> [What to work on]
The records follow. Print, word for word, the first line through the "for d in datasets" line.

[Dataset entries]
★ ★ ★ ★ ★ ★ ★
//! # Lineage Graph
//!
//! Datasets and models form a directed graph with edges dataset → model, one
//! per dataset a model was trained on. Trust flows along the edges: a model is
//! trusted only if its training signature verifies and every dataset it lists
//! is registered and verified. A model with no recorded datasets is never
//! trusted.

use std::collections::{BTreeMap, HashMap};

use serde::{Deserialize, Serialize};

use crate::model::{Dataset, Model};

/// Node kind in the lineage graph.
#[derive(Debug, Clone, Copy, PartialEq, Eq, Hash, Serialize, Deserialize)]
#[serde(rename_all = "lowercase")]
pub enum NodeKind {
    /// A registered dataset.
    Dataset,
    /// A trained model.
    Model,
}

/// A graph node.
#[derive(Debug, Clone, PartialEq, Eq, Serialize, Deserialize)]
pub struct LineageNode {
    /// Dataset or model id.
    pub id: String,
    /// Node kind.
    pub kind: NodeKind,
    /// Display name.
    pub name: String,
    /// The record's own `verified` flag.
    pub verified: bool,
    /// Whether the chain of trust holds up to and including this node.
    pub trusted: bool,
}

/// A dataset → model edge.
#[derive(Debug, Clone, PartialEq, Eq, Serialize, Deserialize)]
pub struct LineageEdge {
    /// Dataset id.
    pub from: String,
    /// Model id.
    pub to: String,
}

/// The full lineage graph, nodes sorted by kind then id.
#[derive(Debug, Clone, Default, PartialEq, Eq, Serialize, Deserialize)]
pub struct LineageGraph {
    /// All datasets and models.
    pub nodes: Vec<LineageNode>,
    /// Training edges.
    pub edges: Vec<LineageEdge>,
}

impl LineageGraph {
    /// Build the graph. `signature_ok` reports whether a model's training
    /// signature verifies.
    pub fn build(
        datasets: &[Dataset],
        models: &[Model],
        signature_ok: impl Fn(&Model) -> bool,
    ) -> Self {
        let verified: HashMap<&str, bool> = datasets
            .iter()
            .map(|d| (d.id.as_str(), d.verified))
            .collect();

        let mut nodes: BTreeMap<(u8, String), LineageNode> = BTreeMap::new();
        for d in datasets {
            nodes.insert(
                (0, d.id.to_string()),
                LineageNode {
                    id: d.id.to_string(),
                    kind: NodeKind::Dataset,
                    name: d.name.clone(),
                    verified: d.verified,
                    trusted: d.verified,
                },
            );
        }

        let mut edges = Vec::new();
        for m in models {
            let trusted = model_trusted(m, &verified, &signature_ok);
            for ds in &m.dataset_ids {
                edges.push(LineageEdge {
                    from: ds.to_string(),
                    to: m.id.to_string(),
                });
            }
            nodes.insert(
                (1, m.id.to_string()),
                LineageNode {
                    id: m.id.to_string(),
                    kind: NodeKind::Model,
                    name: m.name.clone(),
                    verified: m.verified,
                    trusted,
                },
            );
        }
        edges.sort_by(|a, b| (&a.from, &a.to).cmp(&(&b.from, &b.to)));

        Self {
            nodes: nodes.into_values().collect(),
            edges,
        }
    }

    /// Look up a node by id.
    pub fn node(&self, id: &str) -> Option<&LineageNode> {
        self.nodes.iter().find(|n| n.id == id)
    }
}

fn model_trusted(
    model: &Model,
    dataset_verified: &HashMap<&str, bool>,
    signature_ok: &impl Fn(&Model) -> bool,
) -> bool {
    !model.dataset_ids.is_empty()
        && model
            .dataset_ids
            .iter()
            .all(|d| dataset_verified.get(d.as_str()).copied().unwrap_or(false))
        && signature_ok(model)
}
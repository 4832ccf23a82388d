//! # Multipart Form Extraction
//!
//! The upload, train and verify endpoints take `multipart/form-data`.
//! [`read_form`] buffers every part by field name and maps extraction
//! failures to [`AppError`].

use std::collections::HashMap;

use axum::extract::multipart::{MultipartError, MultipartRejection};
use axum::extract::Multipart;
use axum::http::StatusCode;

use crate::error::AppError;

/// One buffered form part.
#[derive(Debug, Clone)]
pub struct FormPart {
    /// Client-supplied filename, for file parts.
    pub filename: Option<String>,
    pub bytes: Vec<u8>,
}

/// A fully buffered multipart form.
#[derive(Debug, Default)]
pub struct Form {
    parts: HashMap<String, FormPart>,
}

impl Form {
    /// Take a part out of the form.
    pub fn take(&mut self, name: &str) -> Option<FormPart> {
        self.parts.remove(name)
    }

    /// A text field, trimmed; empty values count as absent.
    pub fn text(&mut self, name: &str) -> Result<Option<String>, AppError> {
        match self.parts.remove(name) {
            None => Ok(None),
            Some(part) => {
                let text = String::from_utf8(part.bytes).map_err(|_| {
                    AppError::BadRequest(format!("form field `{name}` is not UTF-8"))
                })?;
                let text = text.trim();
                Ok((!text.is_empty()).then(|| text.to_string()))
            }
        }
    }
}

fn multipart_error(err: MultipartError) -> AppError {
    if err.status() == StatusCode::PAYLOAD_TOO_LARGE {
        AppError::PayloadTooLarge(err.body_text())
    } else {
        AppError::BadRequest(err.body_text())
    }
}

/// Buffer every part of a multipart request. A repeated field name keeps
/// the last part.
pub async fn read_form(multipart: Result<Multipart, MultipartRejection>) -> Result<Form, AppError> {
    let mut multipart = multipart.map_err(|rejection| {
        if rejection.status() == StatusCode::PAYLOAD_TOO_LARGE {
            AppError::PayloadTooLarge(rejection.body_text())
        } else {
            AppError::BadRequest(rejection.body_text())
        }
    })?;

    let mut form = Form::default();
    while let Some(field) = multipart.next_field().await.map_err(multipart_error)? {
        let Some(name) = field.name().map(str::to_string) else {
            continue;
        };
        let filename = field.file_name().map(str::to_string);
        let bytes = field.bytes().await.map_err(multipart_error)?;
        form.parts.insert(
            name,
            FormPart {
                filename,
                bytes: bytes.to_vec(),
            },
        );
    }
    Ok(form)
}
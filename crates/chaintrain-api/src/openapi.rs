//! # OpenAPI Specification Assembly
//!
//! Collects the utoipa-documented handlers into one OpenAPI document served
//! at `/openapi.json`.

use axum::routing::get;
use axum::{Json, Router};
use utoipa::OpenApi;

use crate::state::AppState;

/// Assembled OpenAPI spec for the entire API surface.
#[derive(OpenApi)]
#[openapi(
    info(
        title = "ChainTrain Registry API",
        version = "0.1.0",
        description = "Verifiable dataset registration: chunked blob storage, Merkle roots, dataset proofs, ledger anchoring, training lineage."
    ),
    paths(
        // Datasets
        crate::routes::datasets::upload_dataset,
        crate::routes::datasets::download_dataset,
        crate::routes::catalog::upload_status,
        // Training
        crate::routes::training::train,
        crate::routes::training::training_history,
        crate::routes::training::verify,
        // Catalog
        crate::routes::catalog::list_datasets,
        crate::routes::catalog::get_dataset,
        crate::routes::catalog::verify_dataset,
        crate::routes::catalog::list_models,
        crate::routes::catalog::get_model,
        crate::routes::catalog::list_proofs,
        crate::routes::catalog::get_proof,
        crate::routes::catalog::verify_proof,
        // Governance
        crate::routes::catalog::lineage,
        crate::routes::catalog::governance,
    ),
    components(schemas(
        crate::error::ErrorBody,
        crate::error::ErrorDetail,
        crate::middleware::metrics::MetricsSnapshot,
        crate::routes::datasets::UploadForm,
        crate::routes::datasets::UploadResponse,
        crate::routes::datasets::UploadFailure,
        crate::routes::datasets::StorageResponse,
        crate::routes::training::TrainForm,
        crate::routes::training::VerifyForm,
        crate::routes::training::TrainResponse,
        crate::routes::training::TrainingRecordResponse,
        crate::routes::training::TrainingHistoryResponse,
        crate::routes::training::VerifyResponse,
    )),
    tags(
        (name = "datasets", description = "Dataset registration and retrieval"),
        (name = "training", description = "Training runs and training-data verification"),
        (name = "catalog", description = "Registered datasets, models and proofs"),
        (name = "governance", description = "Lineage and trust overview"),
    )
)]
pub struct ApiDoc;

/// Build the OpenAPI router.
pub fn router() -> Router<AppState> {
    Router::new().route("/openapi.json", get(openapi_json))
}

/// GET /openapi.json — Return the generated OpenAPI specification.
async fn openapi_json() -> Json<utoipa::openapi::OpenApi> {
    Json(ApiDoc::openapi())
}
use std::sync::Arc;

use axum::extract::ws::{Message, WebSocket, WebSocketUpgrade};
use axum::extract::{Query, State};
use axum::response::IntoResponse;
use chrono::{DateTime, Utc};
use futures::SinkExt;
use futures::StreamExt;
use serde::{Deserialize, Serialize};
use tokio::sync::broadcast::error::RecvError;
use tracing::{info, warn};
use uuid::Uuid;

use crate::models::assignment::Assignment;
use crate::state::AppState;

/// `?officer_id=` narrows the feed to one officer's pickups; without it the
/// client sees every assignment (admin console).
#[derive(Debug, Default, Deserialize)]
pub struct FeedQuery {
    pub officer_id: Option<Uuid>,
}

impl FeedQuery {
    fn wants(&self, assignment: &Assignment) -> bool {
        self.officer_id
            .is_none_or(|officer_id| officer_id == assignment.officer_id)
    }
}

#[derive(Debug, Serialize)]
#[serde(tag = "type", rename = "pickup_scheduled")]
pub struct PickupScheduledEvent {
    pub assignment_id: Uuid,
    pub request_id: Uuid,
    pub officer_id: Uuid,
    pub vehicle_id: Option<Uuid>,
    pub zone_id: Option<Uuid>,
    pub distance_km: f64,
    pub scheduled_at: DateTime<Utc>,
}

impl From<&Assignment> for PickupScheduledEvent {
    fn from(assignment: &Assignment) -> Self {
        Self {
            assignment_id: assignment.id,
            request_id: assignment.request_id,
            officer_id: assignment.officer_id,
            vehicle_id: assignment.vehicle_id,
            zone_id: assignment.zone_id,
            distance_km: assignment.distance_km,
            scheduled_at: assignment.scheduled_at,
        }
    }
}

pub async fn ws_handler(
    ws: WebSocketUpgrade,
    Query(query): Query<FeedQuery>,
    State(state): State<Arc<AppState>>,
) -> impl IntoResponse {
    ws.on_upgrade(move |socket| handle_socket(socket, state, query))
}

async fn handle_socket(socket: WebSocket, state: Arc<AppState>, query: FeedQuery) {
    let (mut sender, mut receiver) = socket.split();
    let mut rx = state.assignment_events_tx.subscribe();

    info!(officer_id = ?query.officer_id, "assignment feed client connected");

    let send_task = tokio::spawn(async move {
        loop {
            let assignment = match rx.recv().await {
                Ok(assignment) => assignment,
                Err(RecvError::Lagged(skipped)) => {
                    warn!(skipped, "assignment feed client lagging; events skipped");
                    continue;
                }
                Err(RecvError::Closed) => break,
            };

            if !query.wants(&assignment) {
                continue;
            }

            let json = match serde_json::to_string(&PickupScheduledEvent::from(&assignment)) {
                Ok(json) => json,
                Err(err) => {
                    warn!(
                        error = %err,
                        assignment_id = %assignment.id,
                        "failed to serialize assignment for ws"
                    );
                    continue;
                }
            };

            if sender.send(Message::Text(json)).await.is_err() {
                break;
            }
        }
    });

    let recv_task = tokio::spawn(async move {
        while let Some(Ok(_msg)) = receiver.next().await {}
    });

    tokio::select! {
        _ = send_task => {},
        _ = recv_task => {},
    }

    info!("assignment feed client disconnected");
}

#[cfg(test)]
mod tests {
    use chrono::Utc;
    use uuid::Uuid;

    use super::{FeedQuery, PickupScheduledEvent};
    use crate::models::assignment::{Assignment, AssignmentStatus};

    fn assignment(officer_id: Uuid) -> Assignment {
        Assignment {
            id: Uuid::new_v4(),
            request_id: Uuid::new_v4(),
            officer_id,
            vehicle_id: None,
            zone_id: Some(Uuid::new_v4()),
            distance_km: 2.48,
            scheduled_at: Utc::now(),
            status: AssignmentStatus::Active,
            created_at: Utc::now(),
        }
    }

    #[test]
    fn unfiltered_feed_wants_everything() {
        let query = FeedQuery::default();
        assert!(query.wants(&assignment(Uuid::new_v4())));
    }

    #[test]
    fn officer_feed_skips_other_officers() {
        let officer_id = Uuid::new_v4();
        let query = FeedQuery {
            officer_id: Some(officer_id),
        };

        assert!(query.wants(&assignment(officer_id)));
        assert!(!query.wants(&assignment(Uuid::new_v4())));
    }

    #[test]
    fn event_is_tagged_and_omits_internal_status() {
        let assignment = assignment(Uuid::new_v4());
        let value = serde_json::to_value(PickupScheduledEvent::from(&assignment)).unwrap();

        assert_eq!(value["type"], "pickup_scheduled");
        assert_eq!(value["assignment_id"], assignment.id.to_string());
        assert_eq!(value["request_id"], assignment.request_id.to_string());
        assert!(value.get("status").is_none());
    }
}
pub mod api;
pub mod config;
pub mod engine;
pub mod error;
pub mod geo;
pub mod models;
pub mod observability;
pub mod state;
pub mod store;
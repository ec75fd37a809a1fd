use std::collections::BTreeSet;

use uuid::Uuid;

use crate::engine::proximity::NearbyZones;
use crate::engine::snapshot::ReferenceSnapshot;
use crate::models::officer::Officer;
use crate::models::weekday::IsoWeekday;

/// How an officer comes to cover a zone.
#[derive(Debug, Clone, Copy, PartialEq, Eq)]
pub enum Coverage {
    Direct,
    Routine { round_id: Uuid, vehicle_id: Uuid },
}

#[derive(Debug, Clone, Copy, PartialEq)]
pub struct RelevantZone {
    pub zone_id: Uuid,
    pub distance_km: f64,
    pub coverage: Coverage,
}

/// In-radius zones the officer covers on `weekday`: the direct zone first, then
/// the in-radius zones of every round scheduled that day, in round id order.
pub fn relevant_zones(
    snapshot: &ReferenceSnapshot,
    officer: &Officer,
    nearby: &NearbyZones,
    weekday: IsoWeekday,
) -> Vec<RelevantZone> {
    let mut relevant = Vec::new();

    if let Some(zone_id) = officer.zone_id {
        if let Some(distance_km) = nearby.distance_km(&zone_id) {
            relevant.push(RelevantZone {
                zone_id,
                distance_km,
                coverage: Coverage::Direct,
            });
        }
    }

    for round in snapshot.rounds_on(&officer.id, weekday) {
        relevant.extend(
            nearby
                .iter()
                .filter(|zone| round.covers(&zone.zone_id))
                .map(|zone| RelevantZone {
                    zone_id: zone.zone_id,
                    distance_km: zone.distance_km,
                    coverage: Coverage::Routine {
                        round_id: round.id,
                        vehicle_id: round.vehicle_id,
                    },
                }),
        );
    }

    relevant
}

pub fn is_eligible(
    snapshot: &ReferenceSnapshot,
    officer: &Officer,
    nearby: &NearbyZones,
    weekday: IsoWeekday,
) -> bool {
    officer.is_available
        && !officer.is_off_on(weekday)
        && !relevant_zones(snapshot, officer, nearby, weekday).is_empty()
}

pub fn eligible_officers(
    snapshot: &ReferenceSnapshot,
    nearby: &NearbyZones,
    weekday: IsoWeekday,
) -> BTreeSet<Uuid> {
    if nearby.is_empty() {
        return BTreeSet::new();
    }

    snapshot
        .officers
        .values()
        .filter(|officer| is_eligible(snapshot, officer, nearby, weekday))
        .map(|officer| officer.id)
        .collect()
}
★ ★ ★ ★ ★ ★ ★
> [Your solution]
//! # Lineage Graph
//!
//! Datasets and models form a directed graph with edges dataset → model, one
//! per dataset a model was trained on. Trust flows along the edges: a model is
//! trusted only if its training signature verifies and every dataset it lists
//! is registered and verified. A model with no recorded datasets is never
//! trusted.

use std::collections::{BTreeMap, HashMap};

use serde::{Deserialize, Serialize};

use crate::model::{Dataset, Model};

/// Node kind in the lineage graph.
#[derive(Debug, Clone, Copy, PartialEq, Eq, Hash, Serialize, Deserialize)]
#[serde(rename_all = "lowercase")]
pub enum NodeKind {
    /// A registered dataset.
    Dataset,
    /// A trained model.
    Model,
}

/// A graph node.
#[derive(Debug, Clone, PartialEq, Eq, Serialize, Deserialize)]
pub struct LineageNode {
    /// Dataset or model id.
    pub id: String,
    /// Node kind.
    pub kind: NodeKind,
    /// Display name.
    pub name: String,
    /// The record's own `verified` flag.
    pub verified: bool,
    /// Whether the chain of trust holds up to and including this node.
    pub trusted: bool,
}

/// A dataset → model edge.
#[derive(Debug, Clone, PartialEq, Eq, Serialize, Deserialize)]
pub struct LineageEdge {
    /// Dataset id.
    pub from: String,
    /// Model id.
    pub to: String,
}

/// The full lineage graph, nodes sorted by kind then id.
#[derive(Debug, Clone, Default, PartialEq, Eq, Serialize, Deserialize)]
pub struct LineageGraph {
    /// All datasets and models.
    pub nodes: Vec<LineageNode>,
    /// Training edges.
    pub edges: Vec<LineageEdge>,
}

impl LineageGraph {
    /// Build the graph. `signature_ok` reports whether a model's training
    /// signature verifies.
    pub fn build(
        datasets: &[Dataset],
        models: &[Model],
        signature_ok: impl Fn(&Model) -> bool,
    ) -> Self {
        let verified: HashMap<&str, bool> = datasets
            .iter()
            .map(|d| (d.id.as_str(), d.verified))
            .collect();

        let mut nodes: BTreeMap<(u8, String), LineageNode> = BTreeMap::new();
        for d in datasets {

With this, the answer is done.